But Lord, he had caught a Tartar! Outside at the end of the corridor, in full view, but out of earshot, of Narayan Singh, Yussuf Dakmar made a proposal to Jeremy that was almost perfect in its naive obliquity. There was nothing original or even unusual about it, except the circumstances, time and place. Green-goods men and blue-sky stock salesmen, race-course touts and sure-thing politicians get away with the same proposition in the U.S. every day of the week, and pocket millions by it. Only, just as happens to all such gentry on occasion, Yussuf Dakmar had the wrong fish in his net.
He jerked his head toward where Narayan Singh sat stolid and sleepy-looking on a camp-stool with his curly black beard resting on the heel of one hand.
“Do you know that man?” he asked.
“Wallah! How should I know him?” Jeremy answered. “He looks like a Hindu thinking of reincarnation. Inshallah, he will turn into a tiger presently!”
“Beware of him! He is an Administration spy. He is watching me talk to you, and perhaps he will ask you afterward what I have said. You must be very careful how you answer him.”
“I will tell him you asked me for a love-potion for the engine-driver’s wife,” Jeremy answered.
“I am listening. What is it you are really going to say?”
“That master of yours—that Ramsden, who dismissed you so tyrannically just now—”
“That drunkard? There is nothing interesting to be said about him,” Jeremy answered. “He is a fool who has paid my fare as far as Damascus. May Allah reward him for it!”
“Are you telling me the truth?” demanded Yussuf Dakmar, fixing his eyes sternly on Jeremy’s.
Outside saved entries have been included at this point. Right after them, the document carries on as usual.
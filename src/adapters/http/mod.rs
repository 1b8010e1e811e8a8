pub mod access_policy;
pub mod app_error_impl;
pub mod app_state;
pub mod auth;
pub mod middleware;
pub mod routes;
use thiserror::Error;

#[derive(Error, Debug)]
pub enum AppError {
    #[error("Database error: {0}")]
    Database(String),

    #[error("Invalid credentials")]
    InvalidCredentials,

    #[error("Forbidden")]
    Forbidden,

    #[error("Invalid input: {0}")]
    InvalidInput(String),

    #[error("Not found")]
    NotFound,

    #[error("Conflict: {0}")]
    Conflict(String),

    #[error("Internal error: {0}")]
    Internal(String),
}

#[derive(Clone, Copy, Debug)]
pub enum ErrorCode {
    DatabaseError,
    InvalidCredentials,
    Forbidden,
    InvalidInput,
    NotFound,
    Conflict,
    InternalError,
}

impl ErrorCode {
    pub fn as_str(&self) -> &'static str {
        match self {
            ErrorCode::DatabaseError => "DATABASE_ERROR",
            ErrorCode::InvalidCredentials => "INVALID_CREDENTIALS",
            ErrorCode::Forbidden => "FORBIDDEN",
            ErrorCode::InvalidInput => "INVALID_INPUT",
            ErrorCode::NotFound => "NOT_FOUND",
            ErrorCode::Conflict => "CONFLICT",
            ErrorCode::InternalError => "INTERNAL_ERROR",
        }
    }
}

pub type AppResult<T> = Result<T, AppError>;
Your con man never overlooks a chance to put his intended victim on the defensive at an early stage in the proceedings. “How can he have paid your fare as far as Damascus? This line only goes to Haifa, where you have to change trains and buy another ticket.”
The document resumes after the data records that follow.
use jsonwebtoken::{
    Algorithm, DecodingKey, EncodingKey, Header, Validation, decode, encode, errors::ErrorKind,
};
use secrecy::{ExposeSecret, SecretString};
use serde::{Deserialize, Serialize};
use thiserror::Error;
use time::{Duration, OffsetDateTime};

use crate::app_error::{AppError, AppResult};
use crate::domain::entities::role::Role;

// ============================================================================
// Claims
// ============================================================================

/// Session token payload.
///
/// `user_id` is absent on tokens issued before identity binding; such tokens
/// authenticate but cannot authorize identity-bound operations.
#[derive(Debug, Clone, PartialEq, Eq, Serialize, Deserialize)]
pub struct Claims {
    pub sub: String,
    pub role: String,
    #[serde(rename = "userId", default, skip_serializing_if = "Option::is_none")]
    pub user_id: Option<i64>,
    pub iat: i64,
    pub exp: i64,
}

impl Claims {
    pub fn is_expired_at(&self, now: OffsetDateTime) -> bool {
        now.unix_timestamp() >= self.exp
    }
}

#[derive(Debug, Error, PartialEq, Eq)]
pub enum TokenError {
    #[error("token signature does not match")]
    InvalidSignature,

    #[error("malformed token: {0}")]
    Malformed(String),

    #[error("missing claim: {0}")]
    MissingClaim(String),
}

impl From<jsonwebtoken::errors::Error> for TokenError {
    fn from(err: jsonwebtoken::errors::Error) -> Self {
        match err.kind() {
            ErrorKind::InvalidSignature => TokenError::InvalidSignature,
            ErrorKind::MissingRequiredClaim(claim) => TokenError::MissingClaim(claim.clone()),
            _ => TokenError::Malformed(err.to_string()),
        }
    }
}

impl From<TokenError> for AppError {
    fn from(err: TokenError) -> Self {
        tracing::debug!(error = %err, "Rejected session token");
        AppError::InvalidCredentials
    }
}

// ============================================================================
// Token Authority
// ============================================================================

/// Issues and verifies HS256 session tokens with a single process-wide secret.
pub struct TokenAuthority {
    secret: SecretString,
    ttl: Duration,
}

impl TokenAuthority {
    pub fn new(secret: SecretString, ttl: Duration) -> Self {
        Self { secret, ttl }
    }

    pub fn ttl(&self) -> Duration {
        self.ttl
    }

    /// Issue an identity-bound token carrying `userId`.
    pub fn issue(&self, subject: &str, role: Role, user_id: i64) -> AppResult<String> {
        self.issue_at(subject, role, Some(user_id), OffsetDateTime::now_utc())
    }

    /// Issue a token without `userId`. Kept for callers that predate identity
    /// binding; prefer [`TokenAuthority::issue`].
    pub fn issue_without_user_id(&self, subject: &str, role: Role) -> AppResult<String> {
        self.issue_at(subject, role, None, OffsetDateTime::now_utc())
    }

    pub fn issue_at(
        &self,
        subject: &str,
        role: Role,
        user_id: Option<i64>,
        now: OffsetDateTime,
    ) -> AppResult<String> {
        let iat = now.unix_timestamp();
        let claims = Claims {
            sub: subject.to_string(),
            role: role.to_string(),
            user_id,
            iat,
            exp: iat + self.ttl.whole_seconds(),
        };
        let header = Header::new(Algorithm::HS256);
        encode(
            &header,
            &claims,
            &EncodingKey::from_secret(self.secret.expose_secret().as_bytes()),
        )
        .map_err(|e| AppError::Internal(e.to_string()))
    }

    /// Decode and verify the signature. Expiry is not checked here; see
    /// [`TokenAuthority::is_expired`].
    pub fn parse(&self, token: &str) -> Result<Claims, TokenError> {
        let mut validation = Validation::new(Algorithm::HS256);
        validation.validate_exp = false;
        validation.set_required_spec_claims(&["sub", "exp"]);
        decode::<Claims>(
            token,
            &DecodingKey::from_secret(self.secret.expose_secret().as_bytes()),
            &validation,
        )
        .map(|data| data.claims)
        .map_err(TokenError::from)
    }

    pub fn extract_subject(&self, token: &str) -> Result<String, TokenError> {
        self.parse(token).map(|claims| claims.sub)
    }

    pub fn extract_role(&self, token: &str) -> Result<String, TokenError> {
        self.parse(token).map(|claims| claims.role)
    }

    /// Fails with `MissingClaim` on legacy tokens without `userId`.
    pub fn extract_user_id(&self, token: &str) -> Result<i64, TokenError> {
        self.parse(token)?
            .user_id
            .ok_or_else(|| TokenError::MissingClaim("userId".into()))
    }

    pub fn is_expired(&self, token: &str) -> Result<bool, TokenError> {
        self.is_expired_at(token, OffsetDateTime::now_utc())
    }

    pub fn is_expired_at(&self, token: &str, now: OffsetDateTime) -> Result<bool, TokenError> {
        Ok(self.parse(token)?.is_expired_at(now))
    }

    /// True iff the subject matches and the token has not expired.
    pub fn validate(&self, token: &str, expected_subject: &str) -> Result<bool, TokenError> {
        self.validate_at(token, expected_subject, OffsetDateTime::now_utc())
    }

    pub fn validate_at(
        &self,
        token: &str,
        expected_subject: &str,
        now: OffsetDateTime,
    ) -> Result<bool, TokenError> {
        let claims = self.parse(token)?;
        Ok(claims.sub == expected_subject && !claims.is_expired_at(now))
    }
}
“I see you are a clever devil,” Jeremy retorted. “May Allah give you a belly ache, if that is where you keep your brains! It was I who bought the tickets. The fool gave me sufficient money for three first-class fares all the way to Damascus, and I have the change. He forgot that when he dismissed me.”
“Then you won’t need to beg board and lodging in Haifa?”
“Oh, yes. I need my money for another matter. It is high time I married, and a fellow without money has to put up with any toothless
that nobody else will take.”
“So you hope to find a wife in Damascus?”
“Inshallah,” Jeremy answered piously.
“Well, I will find you a good-looking girl for wife, provided you first prove that you will make a good son-in-law. I take men as I find them, not as they represent themselves. He who wishes for the fire must first chop wood. You understand me?”
“Wallah! I can chop wood like an axe with two heads. Is the woman your daughter?”